Service manual says replace the timing belt after 48 months - this seems a bit excessive after only 28000 miles.

Is this really necessary? What do others do? How much should it cost?

Any advice would be appreciated.

Terry


----------



## shortcircuit

Get it change as if it breaks it is very, very expensive.  Other items are changed at the same time including pulley etc.  Had mine changed last year to give me peace of mind when in France and it cost about £300 at a local garage.  If you take it to a Fiat garage I am told to expect double that.

Edit After 5 years the belt starts to deteriorate so although mileage ok its age.  You will get posters who say they have run theirs for decades and 100000 of miles, but its not worth the chance as an engine will be way up in £1000s


----------



## Thorgrim

*Must agree with last post.*

Hi just bought a Ducato 2.8jtd campervan after years of Land Rover ownership. 
It has 60,000 miles on it and the very first job on Monday is to have the timing belt replaced and a full service carried out. I have had the belt  break on vehicles before and it is always a costly repair. 
I am paying £250 for the belt change at a local commercial garage. Always factor in the cost of servicing a used vehicle when budgeting for purchase. 
This is my first post and hope it helps.


----------



## maingate

I had mine done at 28,000 miles when the van was 7 years old. I had it done on the age of the belt not the mileage.

Don't get into a panic about it and you can still use the van. It is better to start off with an unworried mind. An oil and filter change would be worth doing unless you have positive proof it has been done recently.

The 2.8 jtd is a good engine and fairly bombproof.


----------



## yorkslass

hi can anyone recomend a good garage/mechanic in the huddersfield area {or anywhere in yorks if overnighting  possible} with good access? i think its time to get the cam belt changed.


----------



## Deleted member 3270

yorkslass said:


> hi can anyone recomend a good garage/mechanic in the huddersfield area {or anywhere in yorks if overnighting  possible} with good access? i think its time to get the cam belt changed.



Try Old Arthur in Doncaster
He will do a good job for you and he maybe able to site you as well .
I did notice that you are not a full member yet so cant send him a pm , but if your interested i can give him a ring and then he can get back to you .:idea:


----------



## Thorgrim

Thorgrim said:


> Hi just bought a Ducato 2.8jtd campervan after years of Land Rover ownership.
> It has 60,000 miles on it and the very first job on Monday is to have the timing belt replaced and a full service carried out. I have had the belt  break on vehicles before and it is always a costly repair.
> I am paying £250 for the belt change at a local commercial garage. Always factor in the cost of servicing a used vehicle when budgeting for purchase.
> This is my first post and hope it helps.

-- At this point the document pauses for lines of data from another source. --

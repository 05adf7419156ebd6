use std::sync::Arc;

use alertflow_common::{FeedbackRecord, Stage};
use axum::{
    Json, Router,
    body::Bytes,
    extract::{Path, State},
    http::StatusCode,
    response::{IntoResponse, Response},
    routing::{delete, get, post},
};
use serde::{Deserialize, Serialize};

use crate::coordinator::TriggerContext;
use crate::engine::Engine;
use crate::errors::OrchestratorError;
use crate::feedback::FeedbackSubmission;

// ── Shared application state ──────────────────────────────────────────

pub struct AppState {
    pub engine: Engine,
}

pub type SharedState = Arc<AppState>;

// ── Request / response payloads ───────────────────────────────────────

#[derive(Debug, Default, Deserialize)]
pub struct StaleRequest {
    #[serde(default)]
    pub stage: Option<Stage>,
}

#[derive(Debug, Serialize)]
#[serde(rename_all = "camelCase")]
pub struct StaleResponse {
    pub alert_id: String,
    pub stale_stages: Vec<Stage>,
}

#[derive(Debug, Serialize)]
#[serde(rename_all = "camelCase")]
pub struct FeedbackView {
    pub latest: Option<FeedbackRecord>,
    pub history: Vec<FeedbackRecord>,
    pub export_eligible: bool,
}

// ── Error handling ────────────────────────────────────────────────────

#[derive(Debug)]
pub enum ApiError {
    BadRequest(String),
    NotFound(String),
    Conflict(String),
    Internal(String),
}

impl IntoResponse for ApiError {
    fn into_response(self) -> Response {
        let (status, message) = match self {
            ApiError::BadRequest(msg) => (StatusCode::BAD_REQUEST, msg),
            ApiError::NotFound(msg) => (StatusCode::NOT_FOUND, msg),
            ApiError::Conflict(msg) => (StatusCode::CONFLICT, msg),
            ApiError::Internal(msg) => (StatusCode::INTERNAL_SERVER_ERROR, msg),
        };
        (status, Json(serde_json::json!({"error": message}))).into_response()
    }
}

impl From<OrchestratorError> for ApiError {
    fn from(err: OrchestratorError) -> Self {
        let message = err.to_string();
        match err {
            OrchestratorError::Validation(_) => ApiError::BadRequest(message),
            OrchestratorError::AlertNotFound { .. } => ApiError::NotFound(message),
            OrchestratorError::ClaimExpired { .. }
            | OrchestratorError::BacklogOverflow { .. } => ApiError::Conflict(message),
            OrchestratorError::Other(e) => {
                tracing::error!(error = %e, "request failed");
                ApiError::Internal(message)
            }
        }
    }
}

fn parse_stage(raw: &str) -> Result<Stage, ApiError> {
    raw.parse().map_err(|e: alertflow_common::UnknownStage| ApiError::BadRequest(e.to_string()))
}

// ── Router ────────────────────────────────────────────────────────────

pub fn api_router() -> Router<SharedState> {
    Router::new()
        .route("/api/alerts/{alert_id}/stages/{stage}", post(trigger_stage))
        .route("/api/alerts/{alert_id}/one-click", post(trigger_one_click))
        .route("/api/alerts/{alert_id}/status", get(get_status))
        .route("/api/alerts/{alert_id}/stale", post(mark_stale))
        .route("/api/alerts/{alert_id}", delete(abort_alert))
        .route("/api/alerts/{alert_id}/feedback", post(submit_feedback))
        .route(
            "/api/alerts/{alert_id}/stages/{stage}/feedback",
            get(get_feedback),
        )
        .route("/api/export/candidates", get(export_candidates))
        .route("/health", get(health_check))
}

// ── Handlers ──────────────────────────────────────────────────────────

async fn health_check() -> &'static str {
    "ok"
}

async fn trigger_stage(
    State(state): State<SharedState>,
    Path((alert_id, stage)): Path<(String, String)>,
    Json(context): Json<TriggerContext>,
) -> Result<impl IntoResponse, ApiError> {
    let stage = parse_stage(&stage)?;
    let handle = state
        .engine
        .coordinator
        .trigger_stage(&alert_id, stage, context)?;
    Ok((StatusCode::ACCEPTED, Json(handle.current())))
}

async fn trigger_one_click(
    State(state): State<SharedState>,
    Path(alert_id): Path<String>,
    Json(context): Json<TriggerContext>,
) -> Result<impl IntoResponse, ApiError> {
    let summary = state
        .engine
        .coordinator
        .trigger_one_click(&alert_id, context)
        .await?;
    Ok(Json(summary))
}

async fn get_status(
    State(state): State<SharedState>,
    Path(alert_id): Path<String>,
) -> Result<impl IntoResponse, ApiError> {
    Ok(Json(state.engine.coordinator.get_status(&alert_id)?))
}

async fn mark_stale(
    State(state): State<SharedState>,
    Path(alert_id): Path<String>,
    body: Bytes,
) -> Result<impl IntoResponse, ApiError> {
    let request: StaleRequest = if body.iter().all(u8::is_ascii_whitespace) {
        StaleRequest::default()
    } else {
        serde_json::from_slice(&body)
            .map_err(|e| ApiError::BadRequest(format!("Invalid stale request: {e}")))?
    };
    let stale_stages = state
        .engine
        .coordinator
        .mark_stale(&alert_id, request.stage)?;
    Ok(Json(StaleResponse {
        alert_id,
        stale_stages,
    }))
}

async fn abort_alert(
    State(state): State<SharedState>,
    Path(alert_id): Path<String>,
) -> Result<impl IntoResponse, ApiError> {
    state.engine.coordinator.abort(&alert_id)?;
    Ok(StatusCode::NO_CONTENT)
}

async fn submit_feedback(
    State(state): State<SharedState>,
    Path(alert_id): Path<String>,
    Json(submission): Json<FeedbackSubmission>,
) -> Result<impl IntoResponse, ApiError> {
    let record = state.engine.ledger.submit(&alert_id, submission)?;
    Ok((StatusCode::CREATED, Json(record)))
}

async fn get_feedback(
    State(state): State<SharedState>,
    Path((alert_id, stage)): Path<(String, String)>,
) -> Result<impl IntoResponse, ApiError> {
    let stage = parse_stage(&stage)?;
    let ledger = &state.engine.ledger;
    Ok(Json(FeedbackView {
        latest: ledger.latest(&alert_id, stage),
        history: ledger.history(&alert_id, stage),
        export_eligible: ledger.is_export_eligible(&alert_id, stage),
    }))
}

async fn export_candidates(State(state): State<SharedState>) -> impl IntoResponse {
    Json(state.engine.ledger.export_candidates())
}

#[cfg(test)]
mod tests {
    use super::*;

    #[test]
    fn test_error_mapping() {
        let cases = [
            (OrchestratorError::validation("bad"), StatusCode::BAD_REQUEST),
            (
                OrchestratorError::AlertNotFound {
                    alert_id: "A1".into(),
                },
                StatusCode::NOT_FOUND,
            ),
            (
                OrchestratorError::BacklogOverflow {
                    alert_id: "A1".into(),
                    requested: 3,
                },
                StatusCode::CONFLICT,
            ),
            (
                OrchestratorError::Other(anyhow::anyhow!("boom")),
                StatusCode::INTERNAL_SERVER_ERROR,
            ),
        ];
        for (err, status) in cases {
            assert_eq!(ApiError::from(err).into_response().status(), status);
        }
    }

    #[test]
    fn test_parse_stage_rejects_unknown() {
        assert!(parse_stage("deep-analysis").is_ok());
        assert!(matches!(parse_stage("triage"), Err(ApiError::BadRequest(_))));
    }
}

So I got the belt changed and had a full service done on the new van to give me peace of mind. Unfortunately my estimate was far too low and it ended up coming to £500 which is quite a bit more. 
The work was done at a local motorhome dealer in Belfast so it was never going to be cheap. 

I have been doing lots of work changing the layout of the van and upgrading the facilities so will try a post to show you some before and after shots of my self re-build.


----------



## landydriver

.


----------



## Thorgrim

Thanks for the advice.  
I maybe wasn't being fair about the dealer as I did chose them specifically for their familiarity with fiat Motorhomes and engines after not being impresed with the spiel from a number of indapendent garages. 
Similar work on a car would have been £300ish? so I do feel it was expensive.


----------



## landydriver

.


----------



## lotty

ive recently had to have mine changed on a 2008 2.3JTD thats only done 19,000 miles as the tensioner had seized causing all sorts of trouble (thankfully not too major) Still cost me nearly £900!:scared:
My advise would be if it's due on age, get it replaced.


----------



## runnach

yorkslass said:


> hi can anyone recomend a good garage/mechanic in the huddersfield area {or anywhere in yorks if overnighting  possible} with good access? i think its time to get the cam belt changed.

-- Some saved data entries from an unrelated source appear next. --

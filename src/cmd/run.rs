//! Local analysis of a single alert file, `alertflow run`.

use std::path::Path;
use std::time::Duration;

use alertflow::config::AlertflowConfig;
use alertflow::coordinator::TriggerContext;
use alertflow::dag::one_click_stages;
use alertflow::engine::Engine;
use alertflow::progress::Subscription;
use alertflow::ui::{StageProgressUi, UiMode};
use alertflow_common::{Stage, StageRun};
use anyhow::{Context, Result, bail};
use serde_json::Value;

/// How long to keep draining buffered events once the run has returned.
const DRAIN_WINDOW: Duration = Duration::from_millis(20);

pub struct RunArgs<'a> {
    pub alert_file: &'a Path,
    pub stage: Option<&'a str>,
    pub alert_id: Option<&'a str>,
    pub organization: &'a str,
    pub ui: &'a str,
    pub verbose: bool,
}

/// Read an alert document and pick its id: explicit flag, then the
/// document's `id` field, then the file stem.
pub fn load_alert(path: &Path, alert_id: Option<&str>) -> Result<(String, Value)> {
    let content = std::fs::read_to_string(path)
        .with_context(|| format!("Failed to read alert file: {}", path.display()))?;
    let alert: Value = serde_json::from_str(&content)
        .with_context(|| format!("Alert file is not valid JSON: {}", path.display()))?;
    if !alert.is_object() {
        bail!("Alert file must contain a JSON object: {}", path.display());
    }

    let id = alert_id
        .map(str::to_string)
        .or_else(|| match alert.get("id") {
            Some(Value::String(s)) if !s.is_empty() => Some(s.clone()),
            Some(Value::Number(n)) => Some(n.to_string()),
            _ => None,
        })
        .or_else(|| {
            path.file_stem()
                .map(|stem| stem.to_string_lossy().into_owned())
        })
        .context("Could not determine an alert id; pass --alert-id")?;
    Ok((id, alert))
}

pub async fn cmd_run(config: AlertflowConfig, args: RunArgs<'_>) -> Result<()> {
    let (alert_id, alert) = load_alert(args.alert_file, args.alert_id)?;
    let mode = UiMode::parse(args.ui);
    let engine = Engine::from_config(&config)?;
    let context = TriggerContext::new(args.organization, alert).requested_by("cli");
    let mut events = engine.progress.subscribe(&alert_id, None)?;

    match args.stage {
        Some(stage) => {
            let stage: Stage = stage.parse()?;
            let ui = StageProgressUi::new(&alert_id, 1, mode, args.verbose);
            let handle = engine.coordinator.trigger_stage(&alert_id, stage, context)?;
            let run = render_until(&ui, &mut events, handle.wait()).await?;
            print_run(mode, &run)?;
            if !run.is_succeeded() {
                bail!(
                    "Stage {} {}: {}",
                    stage,
                    run.state,
                    run.error_summary.as_deref().unwrap_or("no result")
                );
            }
        }
        None => {
            let total = one_click_stages(engine.coordinator.settings().orchestration.stage()).len();
            let ui = StageProgressUi::new(&alert_id, total, mode, args.verbose);
            let summary = render_until(
                &ui,
                &mut events,
                engine.coordinator.trigger_one_click(&alert_id, context),
            )
            .await?;
            ui.finish(&summary);
            if summary.failed > 0 {
                bail!("{} of {} stages failed", summary.failed, summary.total_stages);
            }
        }
    }
    Ok(())
}

/// Drive `work` to completion while rendering progress events.
async fn render_until<T, E>(
    ui: &StageProgressUi,
    events: &mut Subscription,
    work: impl std::future::Future<Output = Result<T, E>>,
) -> Result<T>
where
    E: Into<anyhow::Error>,
{
    tokio::pin!(work);
    let outcome = loop {
        tokio::select! {
            result = &mut work => break result.map_err(Into::into)?,
            Some(Ok(event)) = events.next() => ui.handle_event(&event),
        }
    };
    while let Ok(Some(Ok(event))) = tokio::time::timeout(DRAIN_WINDOW, events.next()).await {
        ui.handle_event(&event);
    }
    Ok(outcome)
}

fn print_run(mode: UiMode, run: &StageRun) -> Result<()> {
    match mode {
        UiMode::Json => println!("{}", serde_json::to_string(run)?),
        _ => {
            if let Some(result) = &run.result {
                println!("{}", serde_json::to_string_pretty(result)?);
            }
            if let Some(confidence) = run.confidence {
                println!("confidence: {}", confidence);
            }
        }
    }
    Ok(())
}

#[cfg(test)]
mod tests {
    use super::*;
    use std::io::Write as _;
    use tempfile::NamedTempFile;

    #[test]
    fn test_load_alert_prefers_flag_then_id_field() {
        let mut file = NamedTempFile::new().unwrap();
        write!(file, r#"{{"id": "ALERT-9", "title": "x"}}"#).unwrap();

        let (id, alert) = load_alert(file.path(), None).unwrap();
        assert_eq!(id, "ALERT-9");
        assert_eq!(alert["title"], "x");

        let (id, _) = load_alert(file.path(), Some("A1")).unwrap();
        assert_eq!(id, "A1");
    }

    #[test]
    fn test_load_alert_falls_back_to_file_stem() {
        let dir = tempfile::tempdir().unwrap();
        let path = dir.path().join("vpn-bruteforce.json");
        std::fs::write(&path, r#"{"title": "x"}"#).unwrap();
        let (id, _) = load_alert(&path, None).unwrap();
        assert_eq!(id, "vpn-bruteforce");
    }

    #[test]
    fn test_load_alert_rejects_non_objects() {
        let mut file = NamedTempFile::new().unwrap();
        write!(file, "[1, 2]").unwrap();
        assert!(load_alert(file.path(), None).is_err());
    }
}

I would agree with wilthebeast give  old Arthur a go in Doncaster........he is me adopted dad, he has helped me with my motorhome more than any of you will ever know

I was in the mototrade my self 22 years...so hopefully I can spot a charleton from a mile off.

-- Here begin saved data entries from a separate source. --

use serde::{Deserialize, Serialize};
use thiserror::Error;

/// One discrete AI/orchestration operation applied to an alert.
#[derive(Debug, Clone, Copy, PartialEq, Eq, Hash, PartialOrd, Ord, Serialize, Deserialize)]
#[serde(rename_all = "snake_case")]
pub enum Stage {
    Classification,
    DeepAnalysis,
    MitreMapping,
    PlaybookImmediate,
    PlaybookInvestigation,
    OrchestrationApi,
    OrchestrationMcp,
}

#[derive(Debug, Clone, Error)]
#[error("Unknown stage '{0}'. Valid values: classification, deep_analysis, mitre_mapping, playbook_immediate, playbook_investigation, orchestration_api, orchestration_mcp")]
pub struct UnknownStage(pub String);

impl Stage {
    pub const ALL: [Stage; 7] = [
        Stage::Classification,
        Stage::DeepAnalysis,
        Stage::MitreMapping,
        Stage::PlaybookImmediate,
        Stage::PlaybookInvestigation,
        Stage::OrchestrationApi,
        Stage::OrchestrationMcp,
    ];

    /// The analysis stages, i.e. everything except the two orchestration transports.
    pub const ANALYSIS: [Stage; 5] = [
        Stage::Classification,
        Stage::DeepAnalysis,
        Stage::MitreMapping,
        Stage::PlaybookImmediate,
        Stage::PlaybookInvestigation,
    ];

    pub fn as_str(&self) -> &'static str {
        match self {
            Stage::Classification => "classification",
            Stage::DeepAnalysis => "deep_analysis",
            Stage::MitreMapping => "mitre_mapping",
            Stage::PlaybookImmediate => "playbook_immediate",
            Stage::PlaybookInvestigation => "playbook_investigation",
            Stage::OrchestrationApi => "orchestration_api",
            Stage::OrchestrationMcp => "orchestration_mcp",
        }
    }

    /// Stages that must have succeeded before this one may run.
    pub fn dependencies(&self) -> &'static [Stage] {
        match self {
            Stage::MitreMapping | Stage::PlaybookInvestigation => &[Stage::DeepAnalysis],
            Stage::PlaybookImmediate => &[Stage::Classification],
            Stage::Classification
            | Stage::DeepAnalysis
            | Stage::OrchestrationApi
            | Stage::OrchestrationMcp => &[],
        }
    }

    pub fn is_orchestration(&self) -> bool {
        matches!(self, Stage::OrchestrationApi | Stage::OrchestrationMcp)
    }
}

impl std::fmt::Display for Stage {
    fn fmt(&self, f: &mut std::fmt::Formatter<'_>) -> std::fmt::Result {
        f.write_str(self.as_str())
    }
}

impl std::str::FromStr for Stage {
    type Err = UnknownStage;

    fn from_str(s: &str) -> Result<Self, Self::Err> {
        let normalized = s.trim().to_lowercase().replace('-', "_");
        Stage::ALL
            .into_iter()
            .find(|stage| stage.as_str() == normalized)
            .ok_or_else(|| UnknownStage(s.to_string()))
    }
}

#[cfg(test)]
mod tests {
    use super::*;

    #[test]
    fn test_parse_accepts_dashes_and_case() {
        assert_eq!("deep-analysis".parse::<Stage>().unwrap(), Stage::DeepAnalysis);
        assert_eq!("MITRE_MAPPING".parse::<Stage>().unwrap(), Stage::MitreMapping);
        assert!("triage".parse::<Stage>().is_err());
    }

    #[test]
    fn test_display_matches_serde() {
        for stage in Stage::ALL {
            let json = serde_json::to_string(&stage).unwrap();
            assert_eq!(json, format!("\"{}\"", stage));
        }
    }

    #[test]
    fn test_roots_have_no_dependencies() {
        assert!(Stage::Classification.dependencies().is_empty());
        assert!(Stage::DeepAnalysis.dependencies().is_empty());
        assert_eq!(Stage::MitreMapping.dependencies(), &[Stage::DeepAnalysis]);
        assert_eq!(Stage::PlaybookImmediate.dependencies(), &[Stage::Classification]);
    }
}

I am sure he will be happy to accomodate overnight if the job can't be done in a day, proper bloke.

I am not his favourite customer,  basically New year time .....cheap exhaust and my  hound took a fancy to his grandsons Springer....the result see piccy...doggy love antics aside..I reckon you will get a good job fair price a.d priceless advise
Channa


----------



## runnach

The picture...German pointer dad English Springer mum....both dogs placid.  .....calm down...11 beautiful puppies


----------



## lotty

channa said:


> The picture...German pointer dad English Springer mum....both dogs placid.  .....calm down...11 beautiful puppies



:heart::heart::heart:


----------



## Nosha

I think some of you have paid over the top, mine on the 2.8 was £175 using a Gates kit which includes all tensioners etc and comes with a 2yr g/tee. With the correct tools it's only a 2.1hrs job so should NOT be costing £400+ as some have said!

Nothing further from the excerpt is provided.